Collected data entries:

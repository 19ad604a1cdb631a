/// Error types for package graph operations
use thiserror::Error;

#[derive(Error, Debug)]
pub enum OpcError {
    #[error("Package not found: {0}")]
    PackageNotFound(String),

    #[error("Invalid pack URI: {0}")]
    InvalidPackUri(String),

    #[error("Part not found: {0}")]
    PartNotFound(String),

    #[error("Relationship not found: {0}")]
    RelationshipNotFound(String),

    #[error("Relationship ID '{0}' already present in collection")]
    DuplicateRid(String),

    #[error("Duplicate partname in package: {0}")]
    DuplicatePartname(String),

    #[error("Relationship '{r_id}' targets unknown part: {target}")]
    DanglingRelationship { r_id: String, target: String },

    #[error("Content type not found for partname: {0}")]
    ContentTypeNotFound(String),

    #[error("Invalid state: {0}")]
    InvalidState(String),

    #[error("XML parsing error: {0}")]
    XmlError(String),

    #[error("ZIP error: {0}")]
    ZipError(#[from] zip::result::ZipError),

    #[error("IO error: {0}")]
    IoError(#[from] std::io::Error),

    #[error("Quick-XML error: {0}")]
    QuickXmlError(#[from] quick_xml::Error),

    #[error("UTF-8 conversion error: {0}")]
    Utf8Error(#[from] std::str::Utf8Error),

    #[error("Attribute error: {0}")]
    AttrError(String),
}

impl From<quick_xml::events::attributes::AttrError> for OpcError {
    fn from(err: quick_xml::events::attributes::AttrError) -> Self {
        OpcError::AttrError(err.to_string())
    }
}

pub type Result<T> = std::result::Result<T, OpcError>;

● **WHAT IS EXPECTED**
Copy every line above in which the string "AttrError" shows up.

● **EXERCISE RESULT**
    AttrError(String),
impl From<quick_xml::events::attributes::AttrError> for OpcError {
    fn from(err: quick_xml::events::attributes::AttrError) -> Self {
        OpcError::AttrError(err.to_string())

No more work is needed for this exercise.